Mechanical couplings have a principal use in the connection of rotating shafts for the transfer of rotary motion and torque. As with all mechanical devices, a coupling must match its intended purpose and application parameters including various performance, environmental, use, and service factors.
When selected with these design parameters in mind — and when installed and maintained correctly — a coupling should have no failure issues over its lifetime.
However, if these design parameters are not adequately met, a coupling can fail prematurely. The result might be negligible and a small inconvenience; or it might be far more significant and include financial loss or personal injury so due diligence is critical.
Here are a few of the primary reasons why couplings perform poorly or unsuccessfully, along with the steps that can be taken to minimize failure risk.
Ideally, a coupling must fit its intended application, meeting the required performance factors. However, a design engineer must also consider additional criteria and address issues relating to the application environment (for example, heat, cold, vibration, humidity, debris, etc.), serviceability, and potential maintenance requirements.
One key is to think ahead. The availability of a new coupling for future replacement if or when necessary should be planned for in advance. Preparation is critical as downtime can seriously affect many processes, leading to lost uptime and revenue.
A common mistake in design selection is an incomplete understanding of what the manufacturers’ product specifications mean. For instance, when the manufacturer provides torque data, carefully review how it’s stated and if there are other service factors to consider. Jaw-type couplings are typically expressed with an operating and peak torque to account for use in start/stop applications.
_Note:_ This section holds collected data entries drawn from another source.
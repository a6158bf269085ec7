//! The STDP / plasticity calculator.
//!
//! Converts a spike-timing difference Δt (ms, `t_pre − t_post`, negative =
//! causal) into a weight change:
//!
//! ```text
//! Δw =  η · exp(Δt/τ)        for −W < Δt < −ε   (LTP)
//! Δw = −η · α · exp(−Δt/τ)   for  ε < Δt <  W   (LTD)
//! Δw =  η · 0.1              for |Δt| < ε        (simultaneous, small LTP)
//! Δw =  0                    for |Δt| ≥ W
//! ```
//!
//! The base change is then scaled by the modulatory multipliers, in order:
//! weight dependence, neuromodulator influence, developmental factor, and
//! the BCM-style metaplasticity sliding threshold. A cooperativity gate can
//! zero the whole computation before any scaling. GABA narrows the
//! effective window and shifts the asymmetry on every timing-based request.
//!
//! The calculator is deterministic and never clamps: weight bounds are the
//! engine's responsibility.

use std::time::Duration;

use crate::config::PlasticityConfig;
use crate::neuromodulation::StdpModulation;
use crate::ring::BoundedRing;

/// |Δt| below this (ms) counts as simultaneous firing.
pub const SIMULTANEOUS_SPIKE_EPSILON_MS: f64 = 1.0;
/// Fraction of η granted as LTP on simultaneous firing.
pub const SIMULTANEOUS_LTP_FRACTION: f64 = 0.1;

/// Plasticity multiplier during the developmental critical period.
pub const CRITICAL_PERIOD_FACTOR: f64 = 2.5;
/// Numerator of the aging reduction `aging_factor / stage`.
pub const AGING_FACTOR: f64 = 1.0;

/// Samples required before the sliding threshold starts moving.
pub const METAPLASTICITY_HISTORY_MIN: usize = 10;
/// Capacity of the metaplasticity activity history.
pub const METAPLASTICITY_HISTORY_CAPACITY: usize = 50;

/// Crossover frequency of the BCM frequency-dependent rule (Hz).
pub const BCM_CROSSOVER_HZ: f64 = 10.0;
/// Ceiling on the LTP ratio of the frequency rule.
pub const BCM_LTP_RATIO_CAP: f64 = 2.0;
/// Stimulation duration at which the frequency rule saturates.
pub const BCM_SATURATION_DURATION: Duration = Duration::from_secs(60);

/// Biological clamp for dopamine levels.
pub const DOPAMINE_MAX: f64 = 5.0;
/// Biological clamp for acetylcholine levels.
pub const ACETYLCHOLINE_MAX: f64 = 3.0;
/// Biological clamp for norepinephrine levels.
pub const NOREPINEPHRINE_MAX: f64 = 3.0;
/// Norepinephrine level of peak effectiveness (inverted-U).
pub const NOREPINEPHRINE_OPTIMUM: f64 = 1.5;

/// Minimum stimulation strength for late-phase protein synthesis.
pub const LATE_PHASE_MIN_STIMULATION: f64 = 2.0;
/// Attenuation of heterosynaptic spread relative to the primary change.
pub const HETEROSYNAPTIC_ATTENUATION: f64 = 0.1;

/// Capacity of the per-side spike buffers used for pair discovery.
pub const SPIKE_BUFFER_CAPACITY: usize = 64;

/// Ambient neuromodulator levels at the synapse.
#[derive(Debug, Clone, Copy, PartialEq)]
pub struct NeuromodulatorLevels {
    /// Dopamine level; baseline 1.0 enhances nothing.
    pub dopamine: f64,
    /// Acetylcholine level; attention gate, baseline 1.0.
    pub acetylcholine: f64,
    /// Norepinephrine level; inverted-U around [`NOREPINEPHRINE_OPTIMUM`].
    pub norepinephrine: f64,
}

impl NeuromodulatorLevels {
    /// Neutral baseline levels (combined influence of 1.0).
    pub fn baseline() -> Self {
        Self {
            dopamine: 1.0,
            acetylcholine: 1.0,
            norepinephrine: NOREPINEPHRINE_OPTIMUM,
        }
    }

    /// Combined multiplicative influence on a weight change.
    ///
    /// Levels are clamped into their biological ranges first; non-finite
    /// levels collapse to baseline. Dopamine above 1.0 enhances, below 1.0
    /// suppresses; acetylcholine gates attention linearly; norepinephrine
    /// follows an inverted-U peaking at its optimum. The product is clamped
    /// to `[0.1, 3.0]`.
    pub fn influence(&self) -> f64 {
        let dopamine = sanitize(self.dopamine, 1.0).clamp(0.0, DOPAMINE_MAX);
        let acetylcholine = sanitize(self.acetylcholine, 1.0).clamp(0.0, ACETYLCHOLINE_MAX);
        let norepinephrine = sanitize(self.norepinephrine, NOREPINEPHRINE_OPTIMUM)
            .clamp(0.0, NOREPINEPHRINE_MAX);

        let dopamine_factor = 1.0 + 0.3 * (dopamine - 1.0);
        let attention_factor = 0.8 + 0.2 * acetylcholine;
        let deviation = norepinephrine - NOREPINEPHRINE_OPTIMUM;
        let arousal_factor = 0.5 + 0.5 * (-deviation * deviation / 0.5).exp();

        (dopamine_factor * attention_factor * arousal_factor).clamp(0.1, 3.0)
    }
}

impl Default for NeuromodulatorLevels {
    fn default() -> Self {
        Self::baseline()
    }
}

fn sanitize(value: f64, fallback: f64) -> f64 {
    if value.is_finite() {
        value
    } else {
        fallback
    }
}

/// Optional modulatory context for one weight-change request.
#[derive(Debug, Clone, Copy, Default)]
pub struct Modulators {
    /// Ambient neuromodulator levels; `None` means neutral.
    pub neuromodulators: Option<NeuromodulatorLevels>,
    /// Developmental stage: `< 0.5` critical period, `0.5..=1.0` mature,
    /// `> 1.0` aging.
    pub developmental_stage: Option<f64>,
    /// Count of concurrently active cooperating inputs.
    pub cooperative_inputs: Option<u32>,
    /// GABA-imposed window narrowing and asymmetry shift.
    pub stdp_modulation: Option<StdpModulation>,
}

/// One discovered pre/post spike pairing.
#[derive(Debug, Clone, Copy, PartialEq)]
pub struct SpikePair {
    pub pre_ms: f64,
    pub post_ms: f64,
    /// `pre − post`; negative = causal.
    pub delta_t_ms: f64,
}

/// The unified timing-based weight-change calculator.
#[derive(Debug, Clone)]
pub struct PlasticityCalculator {
    config: PlasticityConfig,
    sliding_threshold: f64,
    activity_history: BoundedRing<f64>,
    pre_spikes: BoundedRing<f64>,
    post_spikes: BoundedRing<f64>,
}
But this differs from beam couplings, which are usually expressed using static torque and derated based on use.
A designer must fully understand these specifications and the design criteria for the system or application under review to select the ideal coupling. Another common mistake is mismatching the coupling to the equipment’s misalignment condition. The goal of shaft alignment is to increase the reliability of rotating machinery. However, misalignment is not uncommon.
For example, with parallel misalignment, the center lines of both shafts are parallel, but they are offset. Angular misalignment is the opposite, where the shafts are not in the same horizontal or vertical planes.
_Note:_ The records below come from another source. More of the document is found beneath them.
//! # Synapse Engine
//!
//! A concurrent, biologically realistic chemical synapse engine for spiking
//! neural simulations.
//!
//! ## Overview
//!
//! Each [`Synapse`] is an autonomous, thread-safe state machine between two
//! neurons that:
//!
//! - **Transmits** weighted, delayed signals, gated by a stochastic
//!   three-pool vesicle controller (ready/recycling/reserve) with calcium
//!   enhancement, fatigue, and a per-synapse release-rate limit
//! - **Adapts** its weight through spike-timing-dependent plasticity with
//!   weight dependence, neuromodulatory gating, developmental scaling, and
//!   a BCM-style metaplasticity sliding threshold
//! - **Learns from chemistry** via a decaying eligibility trace combined
//!   with ligand-specific modulation (the three-factor rule), with GABA in
//!   a dual inhibitory/penalty role
//! - **Monitors itself**: reliability, activity rate, health scoring,
//!   issue detection, and trend analysis
//! - **Participates in structural plasticity**: a pruning decision built
//!   from weight, inactivity, and chemical context
//!
//! The engine owns no threads and performs no I/O. Delayed delivery is
//! delegated to the pre-synaptic neuron's scheduler; every decaying
//! quantity (eligibility, inhibition, fatigue, threshold modifiers) is
//! decayed lazily at read time.
//!
//! ## Example: transmission and STDP
//!
//! ```rust
//! use std::sync::Arc;
//! use std::time::Duration;
//! use synapse_engine::{Neuron, PlasticityAdjustment, SignalRecord, Synapse};
//!
//! # use std::sync::Mutex;
//! # struct MockNeuron { id: String, received: Mutex<Vec<SignalRecord>> }
//! # impl MockNeuron {
//! #     fn new(id: &str) -> Arc<Self> {
//! #         Arc::new(Self { id: id.to_string(), received: Mutex::new(Vec::new()) })
//! #     }
//! # }
//! # impl Neuron for MockNeuron {
//! #     fn id(&self) -> &str { &self.id }
//! #     fn position(&self) -> nalgebra::Point3<f64> { nalgebra::Point3::origin() }
//! #     fn receive(&self, signal: SignalRecord) -> synapse_engine::Result<()> {
//! #         self.received.lock().unwrap().push(signal);
//! #         Ok(())
//! #     }
//! #     fn schedule_delayed_delivery(
//! #         &self,
//! #         signal: SignalRecord,
//! #         _target: Arc<dyn Neuron>,
//! #         _delay: Duration,
//! #     ) -> synapse_engine::Result<()> {
//! #         self.received.lock().unwrap().push(signal);
//! #         Ok(())
//! #     }
//! # }
//! # fn main() -> synapse_engine::Result<()> {
//! let pre = MockNeuron::new("pre");
//! let post = MockNeuron::new("post");
//!
//! let synapse = Synapse::builder("syn-0", pre, post)
//!     .weight(0.5)
//!     .delay(Duration::ZERO)
//!     .seed(42)
//!     .build()?;
//!
//! // A pre-synaptic spike; vesicle release is stochastic.
//! let _ = synapse.transmit(1.0);
//!
//! // Causal pairing (pre fires 10 ms before post) potentiates.
//! synapse.apply_plasticity(&PlasticityAdjustment::from_delta_t(-10.0))?;
//! assert!(synapse.weight() > 0.5);
//! # Ok(())
//! # }
//! ```
//!
//! ## Example: three-factor learning
//!
//! Timing builds an eligibility trace; a later dopamine burst converts it
//! into a weight change:
//!
//! ```text
//! for _ in 0..10 {
//!     synapse.apply_plasticity(&PlasticityAdjustment::from_delta_t(-10.0))?;
//! }
//! let applied = synapse.process_neuromodulation(Ligand::Dopamine, 2.0);
//! assert!(applied > 0.0);
//! ```
//!
//! ## Biophysical background
//!
//! ### STDP window
//!
//! With Δt = t_pre − t_post (negative = causal):
//!
//! ```text
//! Δw =  η · exp(Δt/τ)        for −W < Δt < 0   (LTP)
//! Δw = −η · α · exp(−Δt/τ)   for  0 < Δt < W   (LTD)
//! ```
//!
//! ### Vesicle release
//!
//! Release probability combines the baseline with calcium enhancement,
//! fatigue, and ready-pool depletion:
//!
//! ```text
//! p = p₀ · ca · (1 − fatigue) · (1 − depletion)
//! ```
//!
//! Released vesicles recycle along a fast (~70 %) or slow pathway before
//! returning to the ready pool; the reserve pool refills a depleted ready
//! pool during quiescence.
//!
//! ### Three-factor rule
//!
//! ```text
//! Δw = η · E(t) · M(ligand, c)
//! ```
//!
//! where `E` is the decayed eligibility trace and `M` the ligand-specific
//! modulation factor (dopamine: `c − 1`; GABA: `−c`; serotonin: `0.2c`;
//! glutamate: `0.1c`).
//!
//! ## Concurrency
//!
//! One reader/writer lock per synapse, fine-grained internal locks inside
//! the vesicle controller and activity monitor, no locks shared across
//! synapses, no background threads. The stochastic release check commits
//! under the controller's own lock before the engine lock is taken.
//! Randomness is injected and seedable for reproducible simulations.
//!
//! ## References
//!
//! - Bi & Poo (1998). Synaptic modifications in cultured hippocampal
//!   neurons: dependence on spike timing, synaptic strength, and
//!   postsynaptic cell type.
//! - Bienenstock, Cooper & Munro (1982). Theory for the development of
//!   neuron selectivity.
//! - Rizzoli & Betz (2005). Synaptic vesicle pools.
//! - Frémaux & Gerstner (2016). Neuromodulated spike-timing-dependent
//!   plasticity, and theory of three-factor learning rules.

pub mod config;
pub mod error;
pub mod monitor;
pub mod neuromodulation;
pub mod neurotransmitter;
pub mod ring;
pub mod signaling;
pub mod stdp;
pub mod synapse;
pub mod vesicle;

#[cfg(test)]
mod testutil;

// Re-export the public surface.
pub use config::{ConfigWarning, PlasticityConfig, PruningConfig, VesicleConfig};
pub use error::{Result, SynapseError};
pub use monitor::{
    ActivityMonitor, ActivityReport, ActivityTrend, ComponentScores, HealthIssue,
};
pub use neuromodulation::StdpModulation;
pub use neurotransmitter::{Ligand, LigandClass};
pub use signaling::{
    ExtracellularMatrix, Neuron, PlasticityAdjustment, PlasticityEvent, PlasticityEventType,
    SignalRecord, SynapseCallbacks,
};
pub use stdp::{
    HeterosynapticRule, LatePhasePlasticity, Modulators, NeuromodulatorLevels,
    PlasticityCalculator, SpikePair, SynapticTagging,
};
pub use synapse::{Synapse, SynapseBuilder, SynapseState};
pub use vesicle::{
    RecyclingPathway, ReleaseEvent, VesicleController, VesicleDebugInfo, VesiclePoolState,
};

/// Library version.
pub const VERSION: &str = env!("CARGO_PKG_VERSION");

#[cfg(test)]
mod integration_tests {
    use super::*;
    use crate::testutil::StubNeuron;
    use std::sync::Arc;
    use std::time::Duration;

    fn engine() -> (Synapse, Arc<StubNeuron>, Arc<StubNeuron>) {
        let pre = StubNeuron::new("pre", [0.0, 0.0, 0.0]);
        let post = StubNeuron::new("post", [10.0, 0.0, 0.0]);
        let synapse = Synapse::builder("syn", pre.clone(), post.clone())
            .weight(0.5)
            .delay(Duration::ZERO)
            .vesicle_config(VesicleConfig {
                baseline_release_probability: 1.0,
                max_release_rate_hz: 200.0,
                ..Default::default()
            })
            .seed(21)
            .build()
            .unwrap();
        synapse.set_callbacks(SynapseCallbacks {
            calcium_level: Some(Box::new(|| 2.0)),
            ..Default::default()
        });
        (synapse, pre, post)
    }

    #[test]
    fn test_transmission_feeds_monitoring_and_eligibility() {
        let (synapse, _pre, post) = engine();
        for _ in 0..5 {
            synapse.transmit(1.0).unwrap();
        }
        assert_eq!(post.received_count(), 5);

        let report = synapse.activity_report();
        assert_eq!(report.total_transmissions, 5);
        assert_eq!(report.successful_transmissions, 5);
        assert_eq!(report.reliability, 1.0);
        assert!(synapse.eligibility_trace() > 0.5);
        assert!(synapse.health_score() > 0.9);
    }

    #[test]
    fn test_gaba_dominates_dopamine() {
        let (synapse, _pre, post) = engine();
        // Build positive eligibility through causal pairings.
        for _ in 0..10 {
            synapse
                .apply_plasticity(&PlasticityAdjustment::from_delta_t(-10.0))
                .unwrap();
        }

        let rewarded = synapse.process_neuromodulation(Ligand::Dopamine, 2.0);
        let punished = synapse.process_neuromodulation(Ligand::Gaba, 1.5);
        assert!(rewarded > 0.0);
        assert!(punished < 0.0);
        assert!(punished.abs() > rewarded.abs());
        assert!(synapse.gaba_inhibition() > 0.0);

        // The inhibited synapse delivers strictly less.
        synapse.transmit(1.0).unwrap();
        let value = post.last_received().unwrap().value;
        assert!(value < synapse.weight());
    }

    #[test]
    fn test_burst_depletes_and_recovers() {
        let pre = StubNeuron::new("pre", [0.0, 0.0, 0.0]);
        let post = StubNeuron::new("post", [1.0, 0.0, 0.0]);
        let synapse = Synapse::builder("syn", pre, post)
            .delay(Duration::ZERO)
            .vesicle_config(VesicleConfig {
                ready_pool_size: 20,
                reserve_pool_size: 0,
                max_release_rate_hz: 200.0,
                ..Default::default()
            })
            .seed(5)
            .build()
            .unwrap();

        let attempts = 40;
        let mut succeeded = 0;
        for _ in 0..attempts {
            if synapse.transmit(1.0).is_ok() {
                succeeded += 1;
            }
        }
        assert!(succeeded > 0);
        assert!(succeeded < attempts);
        assert!(synapse.vesicle_pool_state().ready < 20);

        // Quiescence lets recycling restore the ready pool.
        std::thread::sleep(Duration::from_millis(600));
        assert_eq!(synapse.vesicle_pool_state().ready, 20);
    }

    #[test]
    fn test_weight_stays_bounded_under_mixed_workload() {
        let (synapse, _pre, _post) = engine();
        let config = synapse.plasticity_config().clone();
        for i in 0..50 {
            let _ = synapse.transmit(1.0);
            let delta_t = if i % 2 == 0 { -5.0 } else { 15.0 };
            synapse
                .apply_plasticity(&PlasticityAdjustment::from_delta_t(delta_t))
                .unwrap();
            let ligand = if i % 3 == 0 {
                Ligand::Dopamine
            } else {
                Ligand::Gaba
            };
            synapse.process_neuromodulation(ligand, 1.0 + (i % 4) as f64 * 0.5);

            let weight = synapse.weight();
            assert!(weight >= config.min_weight && weight <= config.max_weight);
            assert!(weight.is_finite());
        }
    }
}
These are important distinctions, and the proper selection of a coupling cannot be made correctly without an overview of the application and an understanding of the misalignment issue being addressed in the system. The goal of ensuring alignment is to increase the reliability of rotating machinery.
A mismatched coupling for a given application can have several consequences. When one or more of the design criteria and overall system attributes are not met, a coupling is likely to fail. Coupling failure can lead to equipment downtime, unplanned maintenance, financial loss, or more serious human injury.
Mechanical couplings are typically used for connecting rotating equipment shafts for the transfer of motion and torque. A coupling choice that does not accurately account for the torque requirements, including the starting and stopping torque as in servo-motor applications, can result in failure and potentially harmful consequences.
When shaft misalignment is a design factor, a beam coupling is usually a good performance and economic choice. Beam couplings are ideal for handling angular misalignment and axial motion. However, failure may occur in applications with parallel misalignment. This is because the single beam must bend in two different directions simultaneously, creating larger stresses in the coupling.
When excessive parallel misalignment exists in the application other types of couplings should be considered, such as bellows and Oldham, subject to the system design criteria.
Choosing a coupling for an application can be a complex process but should not be overly time-consuming. The best advice is to carefully consider all of the system design criteria.
Typically, these include: torque, shaft misalignment, stiffness, rpm, inertia, space requirements, shaft mounting, and there are others.
Selecting the ideal coupling is not the end of the job. It’s equally important to install it properly, verifying that the design considerations were followed and correct for the application. For example, there might be a greater or lesser degree of misalignment than originally specified.
Additionally, ensure that the application assembly is regularly maintained so that the design parameters are up to par. It’s important that no system component or coupling wear, contamination, or other detrimental factors have been introduced into the assembly.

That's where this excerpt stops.